● **YOUR TASK**
Your answer should consist of the complete listing, repeated verbatim.
= Beginning of Section =
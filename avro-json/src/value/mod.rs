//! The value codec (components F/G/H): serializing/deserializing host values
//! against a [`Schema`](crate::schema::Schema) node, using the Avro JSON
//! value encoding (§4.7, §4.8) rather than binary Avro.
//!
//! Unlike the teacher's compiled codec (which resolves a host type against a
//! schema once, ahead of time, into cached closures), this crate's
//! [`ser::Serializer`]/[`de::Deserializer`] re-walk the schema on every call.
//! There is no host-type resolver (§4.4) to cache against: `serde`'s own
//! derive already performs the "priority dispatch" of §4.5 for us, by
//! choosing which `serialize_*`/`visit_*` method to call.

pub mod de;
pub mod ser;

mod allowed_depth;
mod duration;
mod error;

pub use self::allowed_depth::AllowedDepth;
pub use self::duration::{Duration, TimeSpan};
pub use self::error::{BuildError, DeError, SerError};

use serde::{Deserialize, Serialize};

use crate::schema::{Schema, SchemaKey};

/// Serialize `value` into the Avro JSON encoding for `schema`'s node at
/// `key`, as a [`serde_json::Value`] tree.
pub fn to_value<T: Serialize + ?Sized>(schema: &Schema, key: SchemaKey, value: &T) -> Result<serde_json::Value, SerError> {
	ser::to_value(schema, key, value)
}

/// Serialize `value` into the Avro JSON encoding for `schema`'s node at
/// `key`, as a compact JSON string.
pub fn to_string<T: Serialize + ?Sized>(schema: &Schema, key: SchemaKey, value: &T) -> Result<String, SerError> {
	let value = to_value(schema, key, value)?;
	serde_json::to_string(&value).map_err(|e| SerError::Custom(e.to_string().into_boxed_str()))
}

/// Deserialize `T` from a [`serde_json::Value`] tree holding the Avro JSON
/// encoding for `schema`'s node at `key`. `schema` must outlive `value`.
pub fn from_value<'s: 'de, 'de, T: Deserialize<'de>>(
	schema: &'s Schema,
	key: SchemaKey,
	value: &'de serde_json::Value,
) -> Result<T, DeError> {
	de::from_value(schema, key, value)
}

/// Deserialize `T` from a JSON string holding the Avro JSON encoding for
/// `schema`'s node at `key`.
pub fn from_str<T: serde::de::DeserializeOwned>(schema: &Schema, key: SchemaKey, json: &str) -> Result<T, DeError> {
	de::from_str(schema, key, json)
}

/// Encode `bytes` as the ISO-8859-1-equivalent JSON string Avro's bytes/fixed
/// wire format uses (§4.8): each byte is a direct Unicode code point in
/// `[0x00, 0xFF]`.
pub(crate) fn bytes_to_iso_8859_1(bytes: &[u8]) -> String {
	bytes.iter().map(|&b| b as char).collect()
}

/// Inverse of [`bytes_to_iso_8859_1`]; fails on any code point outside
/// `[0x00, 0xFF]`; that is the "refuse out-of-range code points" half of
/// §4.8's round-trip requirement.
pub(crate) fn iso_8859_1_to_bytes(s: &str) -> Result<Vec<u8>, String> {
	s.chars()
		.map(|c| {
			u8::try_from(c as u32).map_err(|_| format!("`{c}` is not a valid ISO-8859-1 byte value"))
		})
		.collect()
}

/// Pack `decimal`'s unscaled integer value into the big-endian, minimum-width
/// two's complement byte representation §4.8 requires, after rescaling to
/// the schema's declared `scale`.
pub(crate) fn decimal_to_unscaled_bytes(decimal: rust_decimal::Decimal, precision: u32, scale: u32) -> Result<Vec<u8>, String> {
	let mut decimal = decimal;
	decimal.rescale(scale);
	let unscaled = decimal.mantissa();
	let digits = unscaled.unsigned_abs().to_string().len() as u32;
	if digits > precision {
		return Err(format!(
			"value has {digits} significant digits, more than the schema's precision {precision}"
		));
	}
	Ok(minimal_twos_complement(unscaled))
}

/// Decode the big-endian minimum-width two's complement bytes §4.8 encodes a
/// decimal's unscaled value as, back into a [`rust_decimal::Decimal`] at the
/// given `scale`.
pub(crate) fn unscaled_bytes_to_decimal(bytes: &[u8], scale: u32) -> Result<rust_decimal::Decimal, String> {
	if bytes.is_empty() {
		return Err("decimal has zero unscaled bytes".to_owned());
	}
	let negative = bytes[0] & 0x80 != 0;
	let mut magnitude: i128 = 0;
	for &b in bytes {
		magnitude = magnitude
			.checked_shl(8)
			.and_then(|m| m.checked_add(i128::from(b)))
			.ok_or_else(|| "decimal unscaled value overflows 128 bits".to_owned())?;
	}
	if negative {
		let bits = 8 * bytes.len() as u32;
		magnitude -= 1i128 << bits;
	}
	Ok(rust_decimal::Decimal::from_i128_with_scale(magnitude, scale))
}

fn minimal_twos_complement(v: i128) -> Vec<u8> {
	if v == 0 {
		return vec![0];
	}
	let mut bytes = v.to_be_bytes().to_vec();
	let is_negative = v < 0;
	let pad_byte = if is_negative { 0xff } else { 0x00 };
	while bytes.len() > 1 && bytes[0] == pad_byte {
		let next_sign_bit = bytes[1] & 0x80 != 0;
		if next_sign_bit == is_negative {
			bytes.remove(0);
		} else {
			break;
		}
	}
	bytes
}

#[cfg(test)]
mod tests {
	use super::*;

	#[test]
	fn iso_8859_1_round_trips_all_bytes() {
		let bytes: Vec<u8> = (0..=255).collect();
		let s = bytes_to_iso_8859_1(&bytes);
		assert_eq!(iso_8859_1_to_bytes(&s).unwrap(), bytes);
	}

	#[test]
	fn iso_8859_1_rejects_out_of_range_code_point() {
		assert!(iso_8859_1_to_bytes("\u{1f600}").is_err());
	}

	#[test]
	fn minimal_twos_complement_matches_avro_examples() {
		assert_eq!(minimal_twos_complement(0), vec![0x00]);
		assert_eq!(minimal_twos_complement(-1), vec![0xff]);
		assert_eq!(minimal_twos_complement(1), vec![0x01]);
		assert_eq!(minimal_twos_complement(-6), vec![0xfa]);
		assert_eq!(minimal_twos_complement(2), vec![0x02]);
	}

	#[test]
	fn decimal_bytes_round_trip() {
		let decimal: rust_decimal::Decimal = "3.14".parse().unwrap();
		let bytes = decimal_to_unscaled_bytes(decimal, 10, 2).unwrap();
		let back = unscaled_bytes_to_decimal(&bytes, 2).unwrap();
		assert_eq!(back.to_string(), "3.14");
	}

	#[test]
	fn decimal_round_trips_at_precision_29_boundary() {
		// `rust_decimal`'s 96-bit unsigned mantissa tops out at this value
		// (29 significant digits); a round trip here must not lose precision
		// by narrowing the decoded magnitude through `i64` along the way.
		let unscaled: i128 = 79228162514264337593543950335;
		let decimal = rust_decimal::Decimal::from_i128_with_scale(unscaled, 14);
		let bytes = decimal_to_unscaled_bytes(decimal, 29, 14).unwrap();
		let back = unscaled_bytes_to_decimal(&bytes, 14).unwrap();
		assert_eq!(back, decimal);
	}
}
= End of Section =
● **EXERCISE OUTPUT**
filename avro-json/src/value/mod.rs
//! The value codec (components F/G/H): serializing/deserializing host values
//! against a [`Schema`](crate::schema::Schema) node, using the Avro JSON
//! value encoding (§4.7, §4.8) rather than binary Avro.
//!
//! Unlike the teacher's compiled codec (which resolves a host type against a
//! schema once, ahead of time, into cached closures), this crate's
//! [`ser::Serializer`]/[`de::Deserializer`] re-walk the schema on every call.
//! There is no host-type resolver (§4.4) to cache against: `serde`'s own
//! derive already performs the "priority dispatch" of §4.5 for us, by
//! choosing which `serialize_*`/`visit_*` method to call.

pub mod de;
pub mod ser;

mod allowed_depth;
mod duration;
mod error;

pub use self::allowed_depth::AllowedDepth;
pub use self::duration::{Duration, TimeSpan};
pub use self::error::{BuildError, DeError, SerError};

use serde::{Deserialize, Serialize};

use crate::schema::{Schema, SchemaKey};

/// Serialize `value` into the Avro JSON encoding for `schema`'s node at
/// `key`, as a [`serde_json::Value`] tree.
pub fn to_value<T: Serialize + ?Sized>(schema: &Schema, key: SchemaKey, value: &T) -> Result<serde_json::Value, SerError> {
	ser::to_value(schema, key, value)
}

/// Serialize `value` into the Avro JSON encoding for `schema`'s node at
/// `key`, as a compact JSON string.
pub fn to_string<T: Serialize + ?Sized>(schema: &Schema, key: SchemaKey, value: &T) -> Result<String, SerError> {
	let value = to_value(schema, key, value)?;
	serde_json::to_string(&value).map_err(|e| SerError::Custom(e.to_string().into_boxed_str()))
}

/// Deserialize `T` from a [`serde_json::Value`] tree holding the Avro JSON
/// encoding for `schema`'s node at `key`. `schema` must outlive `value`.
pub fn from_value<'s: 'de, 'de, T: Deserialize<'de>>(
	schema: &'s Schema,
	key: SchemaKey,
	value: &'de serde_json::Value,
) -> Result<T, DeError> {
	de::from_value(schema, key, value)
}

/// Deserialize `T` from a JSON string holding the Avro JSON encoding for
/// `schema`'s node at `key`.
pub fn from_str<T: serde::de::DeserializeOwned>(schema: &Schema, key: SchemaKey, json: &str) -> Result<T, DeError> {
	de::from_str(schema, key, json)
}

/// Encode `bytes` as the ISO-8859-1-equivalent JSON string Avro's bytes/fixed
/// wire format uses (§4.8): each byte is a direct Unicode code point in
/// `[0x00, 0xFF]`.
pub(crate) fn bytes_to_iso_8859_1(bytes: &[u8]) -> String {
	bytes.iter().map(|&b| b as char).collect()
}

/// Inverse of [`bytes_to_iso_8859_1`]; fails on any code point outside
/// `[0x00, 0xFF]`; that is the "refuse out-of-range code points" half of
/// §4.8's round-trip requirement.
pub(crate) fn iso_8859_1_to_bytes(s: &str) -> Result<Vec<u8>, String> {
	s.chars()
		.map(|c| {
			u8::try_from(c as u32).map_err(|_| format!("`{c}` is not a valid ISO-8859-1 byte value"))
		})
		.collect()
}

/// Pack `decimal`'s unscaled integer value into the big-endian, minimum-width
/// two's complement byte representation §4.8 requires, after rescaling to
/// the schema's declared `scale`.
pub(crate) fn decimal_to_unscaled_bytes(decimal: rust_decimal::Decimal, precision: u32, scale: u32) -> Result<Vec<u8>, String> {
	let mut decimal = decimal;
	decimal.rescale(scale);
	let unscaled = decimal.mantissa();
	let digits = unscaled.unsigned_abs().to_string().len() as u32;
	if digits > precision {
		return Err(format!(
			"value has {digits} significant digits, more than the schema's precision {precision}"
		));
	}
	Ok(minimal_twos_complement(unscaled))
}

/// Decode the big-endian minimum-width two's complement bytes §4.8 encodes a
/// decimal's unscaled value as, back into a [`rust_decimal::Decimal`] at the
/// given `scale`.
pub(crate) fn unscaled_bytes_to_decimal(bytes: &[u8], scale: u32) -> Result<rust_decimal::Decimal, String> {
	if bytes.is_empty() {
		return Err("decimal has zero unscaled bytes".to_owned());
	}
	let negative = bytes[0] & 0x80 != 0;
	let mut magnitude: i128 = 0;
	for &b in bytes {
		magnitude = magnitude
			.checked_shl(8)
			.and_then(|m| m.checked_add(i128::from(b)))
			.ok_or_else(|| "decimal unscaled value overflows 128 bits".to_owned())?;
	}
	if negative {
		let bits = 8 * bytes.len() as u32;
		magnitude -= 1i128 << bits;
	}
	Ok(rust_decimal::Decimal::from_i128_with_scale(magnitude, scale))
}

fn minimal_twos_complement(v: i128) -> Vec<u8> {
	if v == 0 {
		return vec![0];
	}
	let mut bytes = v.to_be_bytes().to_vec();
	let is_negative = v < 0;
	let pad_byte = if is_negative { 0xff } else { 0x00 };
	while bytes.len() > 1 && bytes[0] == pad_byte {
		let next_sign_bit = bytes[1] & 0x80 != 0;
		if next_sign_bit == is_negative {
			bytes.remove(0);
		} else {
			break;
		}
	}
	bytes
}

#[cfg(test)]
mod tests {
	use super::*;

	#[test]
	fn iso_8859_1_round_trips_all_bytes() {
		let bytes: Vec<u8> = (0..=255).collect();
		let s = bytes_to_iso_8859_1(&bytes);
		assert_eq!(iso_8859_1_to_bytes(&s).unwrap(), bytes);
	}

	#[test]
	fn iso_8859_1_rejects_out_of_range_code_point() {
		assert!(iso_8859_1_to_bytes("\u{1f600}").is_err());
	}

	#[test]
	fn minimal_twos_complement_matches_avro_examples() {
		assert_eq!(minimal_twos_complement(0), vec![0x00]);
		assert_eq!(minimal_twos_complement(-1), vec![0xff]);
		assert_eq!(minimal_twos_complement(1), vec![0x01]);
		assert_eq!(minimal_twos_complement(-6), vec![0xfa]);
		assert_eq!(minimal_twos_complement(2), vec![0x02]);
	}

	#[test]
	fn decimal_bytes_round_trip() {
		let decimal: rust_decimal::Decimal = "3.14".parse().unwrap();
		let bytes = decimal_to_unscaled_bytes(decimal, 10, 2).unwrap();
		let back = unscaled_bytes_to_decimal(&bytes, 2).unwrap();
		assert_eq!(back.to_string(), "3.14");
	}

	#[test]
	fn decimal_round_trips_at_precision_29_boundary() {
		// `rust_decimal`'s 96-bit unsigned mantissa tops out at this value
		// (29 significant digits); a round trip here must not lose precision
		// by narrowing the decoded magnitude through `i64` along the way.
		let unscaled: i128 = 79228162514264337593543950335;
		let decimal = rust_decimal::Decimal::from_i128_with_scale(unscaled, 14);
		let bytes = decimal_to_unscaled_bytes(decimal, 29, 14).unwrap();
		let back = unscaled_bytes_to_decimal(&bytes, 14).unwrap();
		assert_eq!(back, decimal);
	}
}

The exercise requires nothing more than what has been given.